‘Rick And Morty’ Gives Us A Rick And Beth Adventure With ‘The ABCs Of Beth’

We learn a lot about the Smith family matriarch in the ninth episode of season three of Rick and Morty, “The ABCs of Beth,” which takes us on a first-ever Rick and Beth adventure while Morty and Summer spend the weekend with Jerry. Likewise, Beth learns a lot about herself in a breakthrough that’s been nearly three seasons in the making.

The episode kicks off with Rick, Summer, and Beth listening to a local news report about the scheduled execution of a child murderer, the father of her childhood friend Tommy. She reveals that only years of therapy have allowed her to come to terms with Tommy’s murder, and that as a child she had convinced herself that he had gotten lost in a make-believe world, the stupidly-named “magical realm of Froopyland,” as Rick suspiciously pokes his head around the corner.

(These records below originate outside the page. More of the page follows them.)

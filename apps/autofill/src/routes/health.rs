use axum::Json;
use serde_json::{json, Value};

/// GET /health
/// Returns a simple status object with service version.
pub async fn health_handler() -> Json<Value> {
    Json(json!({
        "status": "ok",
        "version": env!("CARGO_PKG_VERSION"),
        "service": "autofill"
    }))
}
use std::path::PathBuf;

use anyhow::{bail, Context, Result};

use crate::answers::store::DEFAULT_FUZZY_THRESHOLD;

const DEFAULT_FIREWORKS_MODEL: &str = "accounts/fireworks/models/llama-v3-70b-instruct";
const DEFAULT_OPENAI_MODEL: &str = "gpt-4o";
const DEFAULT_MIN_JOB_SCORE: u32 = 70;

/// Application configuration loaded from environment variables.
/// Fails at startup if no LLM provider key is set or a value does not parse.
#[derive(Debug, Clone)]
pub struct Config {
    pub data_dir: PathBuf,
    pub answer_store_path: PathBuf,
    pub resume_path: PathBuf,
    pub anthropic_api_key: Option<String>,
    pub fireworks_api_key: Option<String>,
    pub openai_api_key: Option<String>,
    pub fireworks_model: String,
    pub openai_model: String,
    pub fuzzy_threshold: f64,
    pub min_job_score: u32,
    pub port: u16,
    pub rust_log: String,
}

impl Config {
    pub fn from_env() -> Result<Self> {
        dotenvy::dotenv().ok(); // load .env if present; ignore if missing
        Self::from_lookup(|key| std::env::var(key).ok())
    }

    /// Builds the config from an arbitrary variable source.
    pub fn from_lookup(var: impl Fn(&str) -> Option<String>) -> Result<Self> {
        // Blank values count as unset
        let var = |key: &str| var(key).filter(|v| !v.trim().is_empty());

        let data_dir = PathBuf::from(var("DATA_DIR").unwrap_or_else(|| "data".to_string()));
        let answer_store_path = var("ANSWER_STORE_PATH")
            .map(PathBuf::from)
            .unwrap_or_else(|| data_dir.join("application_memory.json"));
        let resume_path = var("RESUME_PATH")
            .map(PathBuf::from)
            .unwrap_or_else(|| data_dir.join("resume.txt"));

        let anthropic_api_key = var("ANTHROPIC_API_KEY");
        let fireworks_api_key = var("FIREWORKS_API_KEY");
        let openai_api_key = var("OPENAI_API_KEY");
        if anthropic_api_key.is_none() && fireworks_api_key.is_none() && openai_api_key.is_none() {
            bail!(
                "No LLM API keys found! Set FIREWORKS_API_KEY, OPENAI_API_KEY or ANTHROPIC_API_KEY"
            );
        }

        let fuzzy_threshold = match var("FUZZY_THRESHOLD") {
            Some(raw) => raw
                .parse::<f64>()
                .context("FUZZY_THRESHOLD must be a number")?,
            None => DEFAULT_FUZZY_THRESHOLD,
        };
        if !(0.0..=1.0).contains(&fuzzy_threshold) {
            bail!("FUZZY_THRESHOLD must be between 0 and 1, got {fuzzy_threshold}");
        }

        let min_job_score = match var("MIN_JOB_SCORE") {
            Some(raw) => raw
                .parse::<u32>()
                .context("MIN_JOB_SCORE must be a non-negative integer")?,
            None => DEFAULT_MIN_JOB_SCORE,
        };
        if min_job_score > 100 {
            bail!("MIN_JOB_SCORE must be at most 100, got {min_job_score}");
        }

        Ok(Config {
            data_dir,
            answer_store_path,
            resume_path,
            anthropic_api_key,
            fireworks_api_key,
            openai_api_key,
            fireworks_model: var("FIREWORKS_MODEL")
                .unwrap_or_else(|| DEFAULT_FIREWORKS_MODEL.to_string()),
            openai_model: var("OPENAI_MODEL").unwrap_or_else(|| DEFAULT_OPENAI_MODEL.to_string()),
            fuzzy_threshold,
            min_job_score,
            port: var("PORT")
                .unwrap_or_else(|| "8080".to_string())
                .parse::<u16>()
                .context("PORT must be a valid port number")?,
            rust_log: var("RUST_LOG").unwrap_or_else(|| "info".to_string()),
        })
    }
}
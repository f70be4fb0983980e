pub mod currency;
pub mod error;
pub mod ledger;
pub mod participant;
pub mod roster;
pub mod transfer;
use crate::core::currency::round_for_display;
use crate::core::participant::ParticipantId;
use rust_decimal::Decimal;
use serde::{Deserialize, Serialize};
use std::fmt;

/// One side of a transfer: who pays or who receives.
#[derive(Debug, Clone, PartialEq, Eq, Serialize, Deserialize)]
pub struct TransferParty {
    pub id: ParticipantId,
    pub name: String,
}

impl TransferParty {
    pub fn new(id: ParticipantId, name: impl Into<String>) -> Self {
        Self {
            id,
            name: name.into(),
        }
    }
}

/// A directed payment from an over-compensated participant to an
/// under-compensated one.
///
/// `amount` is kept at full precision so that applying every transfer of a
/// plan brings all net positions back to zero. Use
/// [`Transfer::display_amount`] for the two-decimal figure shown to people.
///
/// # Examples
///
/// ```
/// use pool_settlement::core::participant::ParticipantId;
/// use pool_settlement::core::transfer::{Transfer, TransferParty};
/// use rust_decimal_macros::dec;
///
/// let t = Transfer::new(
///     TransferParty::new(ParticipantId::new(1), "Asha"),
///     TransferParty::new(ParticipantId::new(2), "Ravi"),
///     dec!(33.3333333),
/// );
/// assert_eq!(t.display_amount(), dec!(33.33));
/// assert_eq!(t.to_string(), "Asha should pay Ravi 33.33");
/// ```
#[derive(Debug, Clone, PartialEq, Eq, Serialize, Deserialize)]
pub struct Transfer {
    from: TransferParty,
    to: TransferParty,
    amount: Decimal,
}

impl Transfer {
    /// Create a transfer.
    ///
    /// # Panics
    ///
    /// Panics if `amount` is not positive. Payer and payee are kept apart by
    /// the engine, which never pairs a position with itself.
    pub fn new(from: TransferParty, to: TransferParty, amount: Decimal) -> Self {
        assert!(
            amount > Decimal::ZERO,
            "Transfer amount must be positive, got {}",
            amount
        );
        Self { from, to, amount }
    }

    // --- Accessors ---

    pub fn from(&self) -> &TransferParty {
        &self.from
    }

    pub fn to(&self) -> &TransferParty {
        &self.to
    }

    /// Exact amount, unrounded.
    pub fn amount(&self) -> Decimal {
        self.amount
    }

    /// Amount rounded to two decimal places.
    pub fn display_amount(&self) -> Decimal {
        round_for_display(self.amount, 2)
    }
}

impl fmt::Display for Transfer {
    fn fmt(&self, f: &mut fmt::Formatter<'_>) -> fmt::Result {
        write!(
            f,
            "{} should pay {} {:.2}",
            self.from.name,
            self.to.name,
            self.display_amount()
        )
    }
}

“Was it my best work, I don’t know. But does it deserve to be shit on creatively?” Rick asks Beth, and after sending Summer and Morty off to Jerry’s apartment in hilarious bubbles that don’t contain air. “Yeah, I agree with your look of horrified realization, you can be very inconsiderate sometimes,” he fires at his daughter, in her dawning horror of learning that Froopyland was indeed a was a real (or, “real”) place that Rick constructed to keep her occupied as a child, and that Tommy really did get lost there.

And that’s how Rick and Beth end up going on a mission to rescue Tommy, on the off chance he somehow survived starvation for two decades and change. Of course, Tommy (voiced by Thomas Middleditch) did indeed survive, managing to populate Froopyland with creatures from his own half-Froopy, half-human DNA, which he uses for both sexual and, um, cannibalistic purposes.

But the real reveal of the episode is that Tommy didn’t just get lost in Froopyland, but was pushed into a honey swamp by a young Beth, who as it turns out is more like her father than she ever imagined. Froopyland wasn’t just a byproduct of Rick’s bad parenting (although, it was partly that too), but a way of keeping his terrifying daughter occupied so neighborhood children and pets didn’t go missing. The reveal triggers an existential crisis for Beth, who tries to do the right thing by bringing Tommy home, only to eventually fall back on her father’s lazy science ways by simply cloning a new Tommy to exonerate his father for the murder.

After all is said and done, Beth is forced to come to terms with herself, her father, and the fact that he’s not actually the great person she’s put on a pedestal all these years — and even worse, she is just like him. As such, Rick offers Beth the “out” she’s always wanted with zero consequences, by offering to clone her as well (as opposed to say, building a robotic drone), so she could go off and finally find herself while the clone performed her home and work duties. In the end, Beth says she’s made a choice, but when the family gathers around the dinner table at the end of the episode, we don’t know if it’s the real Beth or clone Beth. Given Harmon and company’s insistence for fans to not read too deeply into things, I suspect we never will.

Meanwhile, in a long overdue Jerry-centric side-plot, Jerry has started dating — err, “soul bonded” with a seriously intense alien Priestess from Krutabulon named Keara, who has telekinetic powers, three boobs, and an “avocado-shaped” head. Naturally, Jerry gets in over his head and nearly gets his children killed by using them as an excuse to get out of the relationship. Classic Jerry.

Next week is the finale! Where did this season go?!

Random notes:

* Love the meta nod to fans who endlessly speculate and theorize about whether or not time travel is involved in the Rick and Morty universe when Rick jumps into a portal to get pizza from another dimension: “By the way, that wasn’t time travel, there were just a couple of pizzas on the counter, I grabbed them.”

* Part of me wants to know how Rick got his arm back by the end of the episode, but the answer is of course probably just that he built a gadget in like three seconds to regrow it, because that’s how this show works.

* Did everyone catch the lyrics to the “heartfelt” song playing over the montage as Rick and Beth cloned a new Tommy involving doo doo and butts and fathers and daughters? So absurdly perfect.

* Rick and Morty knows that you (and by “you” … *cough, cough*) really like watching The Bachelor. “It’ll love and provide for the kids, do your job, and consume broadcast reality TV on the same allegedly ironic level as you.”

* The answering machine messages in this week’s post-credits scene were gold, as it’s revealed that of course Rick eventually came to Jerry’s rescue, and then had sex with Keara in the process.